Friday, January 18, 2019


An Overview of Regulatory Requirements for Transportation and Storage of Bread in India
Wednesday, 02 May, 2018, 08 : 00 AM [IST]
Anurag Mishra
While the overall bread industry is growing at CAGR (Compound Annual Growth Rate) of 9% from last three years and expected to be US$0.8bn by 2020, industries and business partners need to be ready for more volume, new warehouses, more outlets and retailers.

Among all, what stands out is ‘quality’ of the product and due to competition, consumer awareness and regulations, most of the companies are maintaining quality & food safety while manufacturing. But it’s equally important to maintain the quality in distribution and storage till product reaches the consumer so that the consumer can enjoy the signature taste and quality which was maintained during the manufacturing. It’s all about caring your stock during distribution and storing in warehouse, distributor’s place.

Recent studies have shown that a great amount of raw and finished products get deteriorated due to poor transportation & storage and bread is one of them. The truth is that baked goods are at their prime, the moment they come out of the oven — especially, bread.

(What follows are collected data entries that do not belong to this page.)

//! Active stream bookkeeping types.

use crate::channel::ChannelId;
use serde::{Deserialize, Serialize};

#[cfg(feature = "openapi")]
use utoipa::ToSchema;

/// Identifier of one viewer's stream (unique per process lifetime).
pub type StreamId = u64;

/// Lifecycle state of an active stream.
#[derive(Debug, Clone, Copy, PartialEq, Eq, Serialize, Deserialize, Default)]
#[cfg_attr(feature = "openapi", derive(ToSchema))]
pub enum StreamState {
    /// External pipeline is being started
    #[default]
    Spawning,
    /// Output is being relayed to the viewer
    Streaming,
    /// Waiting out the backoff delay before respawning
    Restarting,
    /// Viewer left, pipeline is being torn down
    Draining,
    /// Pipeline is gone
    Terminated,
}

impl std::fmt::Display for StreamState {
    fn fmt(&self, f: &mut std::fmt::Formatter<'_>) -> std::fmt::Result {
        match self {
            Self::Spawning => write!(f, "SPAWNING"),
            Self::Streaming => write!(f, "STREAMING"),
            Self::Restarting => write!(f, "RESTARTING"),
            Self::Draining => write!(f, "DRAINING"),
            Self::Terminated => write!(f, "TERMINATED"),
        }
    }
}

/// Snapshot of one active stream.
#[derive(Debug, Clone, Serialize, Deserialize)]
#[cfg_attr(feature = "openapi", derive(ToSchema))]
pub struct StreamInfo {
    pub id: StreamId,
    pub channel_id: ChannelId,
    pub state: StreamState,
    /// PID of the current pipeline process, if one is running
    pub pid: Option<u32>,
    /// Number of times the pipeline was respawned
    pub restarts: u32,
    /// Total bytes relayed to the viewer
    pub bytes_relayed: u64,
    /// Unix timestamp (seconds) when the viewer tuned in
    pub started_at: u64,
}
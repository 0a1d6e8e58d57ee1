//! One external pipeline process.
//!
//! Stdout is the relayed byte stream. Stderr is drained by its own task into
//! the tracing log and a bounded [`StderrLog`], so diagnostics never block
//! the relay.

use parking_lot::Mutex;
use std::collections::VecDeque;
use std::process::Stdio;
use std::sync::Arc;
use std::time::Duration;
use tokio::io::{AsyncBufReadExt, AsyncReadExt, BufReader};
use tokio::process::{Child, ChildStdout, Command};
use tokio::task::JoinHandle;
use tracing::{debug, warn};

use super::StreamError;
use crate::pipeline::LaunchCommand;

/// How long teardown waits for the stderr reader after the child is reaped.
const STDERR_DRAIN_TIMEOUT: Duration = Duration::from_millis(500);

/// Bounded tail of a pipeline's diagnostic output.
#[derive(Debug, Clone)]
pub struct StderrLog {
    lines: Arc<Mutex<VecDeque<String>>>,
    capacity: usize,
}

impl StderrLog {
    pub fn new(capacity: usize) -> Self {
        Self {
            lines: Arc::new(Mutex::new(VecDeque::with_capacity(capacity))),
            capacity: capacity.max(1),
        }
    }

    pub fn push(&self, line: String) {
        let mut lines = self.lines.lock();
        if lines.len() == self.capacity {
            lines.pop_front();
        }
        lines.push_back(line);
    }

    pub fn lines(&self) -> Vec<String> {
        self.lines.lock().iter().cloned().collect()
    }

    pub fn last(&self) -> Option<String> {
        self.lines.lock().back().cloned()
    }
}

/// How a process left during teardown.
#[derive(Debug, Clone, Copy, PartialEq, Eq)]
pub enum Teardown {
    /// It had already exited
    Exited,
    /// It exited after SIGINT within the grace period
    Interrupted,
    /// It ignored SIGINT and was killed
    Killed,
}

/// A spawned pipeline with piped output.
pub struct PipelineProcess {
    child: Child,
    stdout: Option<ChildStdout>,
    log_task: Option<JoinHandle<()>>,
}

impl PipelineProcess {
    /// Spawn `command`, tagging diagnostics with `channel_id`.
    pub fn spawn(
        command: &LaunchCommand,
        channel_id: &str,
        log: StderrLog,
    ) -> Result<Self, StreamError> {
        let mut child = Command::new(&command.program)
            .args(&command.args)
            .stdin(Stdio::null())
            .stdout(Stdio::piped())
            .stderr(Stdio::piped())
            .kill_on_drop(true)
            .spawn()
            .map_err(|source| StreamError::Spawn {
                program: command.program.display().to_string(),
                source,
            })?;

        let stdout = child.stdout.take();
        let log_task = child.stderr.take().map(|stderr| {
            let channel_id = channel_id.to_string();
            let pid = child.id();
            tokio::spawn(async move {
                let mut lines = BufReader::new(stderr).lines();
                while let Ok(Some(line)) = lines.next_line().await {
                    let line = line.trim_end().to_string();
                    if line.is_empty() {
                        continue;
                    }
                    warn!(channel_id = %channel_id, pid, "transcoder: {}", line);
                    log.push(line);
                }
            })
        });

        debug!(
            channel_id = %channel_id,
            pid = child.id(),
            program = %command.program.display(),
            "Spawned pipeline"
        );

        Ok(Self {
            child,
            stdout,
            log_task,
        })
    }

    pub fn pid(&self) -> Option<u32> {
        self.child.id()
    }

    /// Read the next chunk of output. `Ok(0)` means the output is closed.
    pub async fn read_chunk(&mut self, buf: &mut [u8]) -> std::io::Result<usize> {
        match self.stdout.as_mut() {
            Some(stdout) => stdout.read(buf).await,
            None => Ok(0),
        }
    }

    /// Stop the process: SIGINT, up to `grace` to exit, then kill.
    ///
    /// Always reaps the child and collects its remaining diagnostics before
    /// returning.
    pub async fn terminate(mut self, grace: Duration) -> Teardown {
        self.stdout = None;
        let teardown = self.stop(grace).await;
        self.drain_stderr().await;
        teardown
    }

    async fn stop(&mut self, grace: Duration) -> Teardown {
        let pid = self.child.id();

        if let Ok(Some(status)) = self.child.try_wait() {
            debug!(pid, %status, "Pipeline already exited");
            return Teardown::Exited;
        }

        self.interrupt();
        match tokio::time::timeout(grace, self.child.wait()).await {
            Ok(Ok(status)) => {
                debug!(pid, %status, "Pipeline exited after interrupt");
                Teardown::Interrupted
            }
            Ok(Err(e)) => {
                warn!(pid, "Failed to wait for pipeline: {}", e);
                self.kill().await;
                Teardown::Killed
            }
            Err(_) => {
                warn!(pid, grace_ms = grace.as_millis() as u64, "Pipeline ignored interrupt, killing");
                self.kill().await;
                Teardown::Killed
            }
        }
    }

    /// Wait for the stderr reader to hit EOF so the exit reason is logged.
    /// A grandchild holding the pipe open only delays this by the timeout.
    async fn drain_stderr(&mut self) {
        let Some(mut task) = self.log_task.take() else {
            return;
        };
        if tokio::time::timeout(STDERR_DRAIN_TIMEOUT, &mut task).await.is_err() {
            debug!(pid = self.child.id(), "Stderr still open after exit, dropping reader");
            task.abort();
        }
    }

    #[cfg(unix)]
    fn interrupt(&mut self) {
        if let Some(pid) = self.child.id() {
            // SAFETY: pid is our own child and has not been reaped yet.
            let rc = unsafe { libc::kill(pid as libc::pid_t, libc::SIGINT) };
            if rc == 0 {
                return;
            }
        }
        let _ = self.child.start_kill();
    }

    #[cfg(not(unix))]
    fn interrupt(&mut self) {
        let _ = self.child.start_kill();
    }

    async fn kill(&mut self) {
        if let Err(e) = self.child.kill().await {
            warn!(pid = self.child.id(), "Failed to kill pipeline: {}", e);
        }
    }
}

// Only reached without `terminate`, e.g. when the relay task is aborted.
impl Drop for PipelineProcess {
    fn drop(&mut self) {
        if let Some(task) = self.log_task.take() {
            task.abort();
        }
    }
}

#[cfg(all(test, unix))]
mod tests {
    use super::*;
    use std::time::Instant;

    fn sh(script: &str) -> LaunchCommand {
        LaunchCommand::new("/bin/sh", ["-c", script])
    }

    fn is_running(pid: u32) -> bool {
        // SAFETY: signal 0 only checks for existence.
        unsafe { libc::kill(pid as libc::pid_t, 0) == 0 }
    }

    #[test]
    fn test_stderr_log_is_bounded() {
        let log = StderrLog::new(3);
        for i in 0..5 {
            log.push(format!("line {}", i));
        }
        assert_eq!(log.lines(), vec!["line 2", "line 3", "line 4"]);
        assert_eq!(log.last().as_deref(), Some("line 4"));
    }

    #[tokio::test]
    async fn test_reads_output_until_closed() {
        let log = StderrLog::new(8);
        let mut process =
            PipelineProcess::spawn(&sh("printf hello; echo oops >&2"), "1", log.clone()).unwrap();

        let mut out = Vec::new();
        let mut buf = [0u8; 4];
        loop {
            let n = process.read_chunk(&mut buf).await.unwrap();
            if n == 0 {
                break;
            }
            out.extend_from_slice(&buf[..n]);
        }
        assert_eq!(out, b"hello");

        let teardown = process.terminate(Duration::from_secs(2)).await;
        assert_ne!(teardown, Teardown::Killed);
    }

    #[tokio::test]
    async fn test_final_stderr_line_survives_teardown() {
        for _ in 0..50 {
            let log = StderrLog::new(8);
            let mut process = PipelineProcess::spawn(
                &sh("echo 'Connection refused' >&2; exit 1"),
                "1",
                log.clone(),
            )
            .unwrap();

            let mut buf = [0u8; 64];
            while process.read_chunk(&mut buf).await.unwrap() > 0 {}
            process.terminate(Duration::from_secs(1)).await;

            assert_eq!(log.last().as_deref(), Some("Connection refused"));
        }
    }

    #[tokio::test]
    async fn test_spawn_missing_program() {
        let command = LaunchCommand::new("/nonexistent/ffmpeg", ["-version"]);
        let err = PipelineProcess::spawn(&command, "1", StderrLog::new(4))
            .err()
            .unwrap();
        assert!(matches!(err, StreamError::Spawn { .. }));
    }

    #[tokio::test]
    async fn test_interrupt_stops_cooperative_process() {
        let process = PipelineProcess::spawn(&sh("exec sleep 30"), "1", StderrLog::new(4)).unwrap();
        let pid = process.pid().unwrap();

        let teardown = process.terminate(Duration::from_secs(2)).await;

        assert_eq!(teardown, Teardown::Interrupted);
        assert!(!is_running(pid));
    }

    #[tokio::test]
    async fn test_hung_process_is_killed_after_grace() {
        let process = PipelineProcess::spawn(
            &sh("trap '' INT; while true; do sleep 1; done"),
            "1",
            StderrLog::new(4),
        )
        .unwrap();
        let pid = process.pid().unwrap();
        // Let the shell install its trap
        tokio::time::sleep(Duration::from_millis(200)).await;

        let started = Instant::now();
        let teardown = process.terminate(Duration::from_millis(300)).await;

        assert_eq!(teardown, Teardown::Killed);
        assert!(started.elapsed() < Duration::from_secs(3));
        assert!(!is_running(pid));
    }
}
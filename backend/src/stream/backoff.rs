//! Restart delay for a failing pipeline.
//!
//! The delay starts at `floor`, grows by `factor` for every consecutive
//! attempt that relayed nothing and is clamped to `cap`. An attempt that
//! relayed at least one byte resets it to `floor`.

use std::time::Duration;

use crate::config::StreamSettings;

#[derive(Clone, Debug)]
pub struct RestartBackoff {
    floor: Duration,
    cap: Duration,
    factor: f64,
    current: Option<Duration>,
}

impl RestartBackoff {
    pub fn new(floor: Duration, cap: Duration, factor: f64) -> Self {
        Self {
            floor: floor.min(cap),
            cap,
            factor,
            current: None,
        }
    }

    pub fn from_settings(settings: &StreamSettings) -> Self {
        Self::new(
            Duration::from_millis(settings.backoff_floor_ms),
            Duration::from_millis(settings.backoff_cap_ms),
            settings.backoff_factor,
        )
    }

    /// Delay to observe before the next respawn.
    pub fn next_delay(&mut self, relayed_bytes: bool) -> Duration {
        let delay = match self.current {
            Some(previous) if !relayed_bytes => {
                let grown = previous.as_secs_f64() * self.factor;
                if !grown.is_finite() || grown >= self.cap.as_secs_f64() {
                    self.cap
                } else {
                    Duration::from_secs_f64(grown)
                }
            }
            _ => self.floor,
        };
        self.current = Some(delay);
        delay
    }

    /// Delay that was handed out last, if any.
    pub fn current(&self) -> Option<Duration> {
        self.current
    }
}

impl Default for RestartBackoff {
    fn default() -> Self {
        Self::new(Duration::from_secs(1), Duration::from_secs(10), 1.7)
    }
}

#[cfg(test)]
mod tests {
    use super::*;

    #[test]
    fn test_first_delay_is_floor() {
        let mut backoff = RestartBackoff::default();
        assert_eq!(backoff.current(), None);
        assert_eq!(backoff.next_delay(false), Duration::from_secs(1));
    }

    #[test]
    fn test_empty_attempts_strictly_increase_to_cap() {
        let mut backoff = RestartBackoff::default();
        let mut previous = backoff.next_delay(false);
        let mut reached_cap = false;

        for _ in 0..20 {
            let delay = backoff.next_delay(false);
            assert!(delay <= Duration::from_secs(10));
            if previous < Duration::from_secs(10) {
                assert!(delay > previous, "{:?} should exceed {:?}", delay, previous);
            } else {
                assert_eq!(delay, Duration::from_secs(10));
                reached_cap = true;
            }
            previous = delay;
        }
        assert!(reached_cap);
    }

    #[test]
    fn test_growth_factor() {
        let mut backoff = RestartBackoff::default();
        backoff.next_delay(false);
        let second = backoff.next_delay(false);
        assert!((second.as_secs_f64() - 1.7).abs() < 1e-9);
    }

    #[test]
    fn test_relayed_bytes_reset_to_floor() {
        let mut backoff = RestartBackoff::default();
        for _ in 0..6 {
            backoff.next_delay(false);
        }
        assert!(backoff.current().unwrap() > Duration::from_secs(5));

        assert_eq!(backoff.next_delay(true), Duration::from_secs(1));
        assert_eq!(backoff.next_delay(true), Duration::from_secs(1));
    }

    #[test]
    fn test_floor_above_cap_is_clamped() {
        let mut backoff =
            RestartBackoff::new(Duration::from_secs(20), Duration::from_secs(5), 2.0);
        assert_eq!(backoff.next_delay(false), Duration::from_secs(5));
        assert_eq!(backoff.next_delay(false), Duration::from_secs(5));
    }
}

As soon as loaf begins to cool, its quality begins to diminish. But with proper distribution and storage, we can maintain the quality of bread as good as freshly baked. Room temperature is ideal for maintaining proper crumb and crust texture of bread. But in addition to proper temperature, you also need to manage your bread’s air exposure. There are two main culprits of stale bread. The first is a chemical change with a particularly fancy name: Starch retrogradation. As soon as bread is removed from the oven, the structure of the starch molecules changes and they begin to crystallise. This crystallisation forces water out of the bread and the result is a nasty staleness. The second contributor is a loss of moisture due to air exposure. Starch retrogradation occurs most rapidly at refrigerator temperature.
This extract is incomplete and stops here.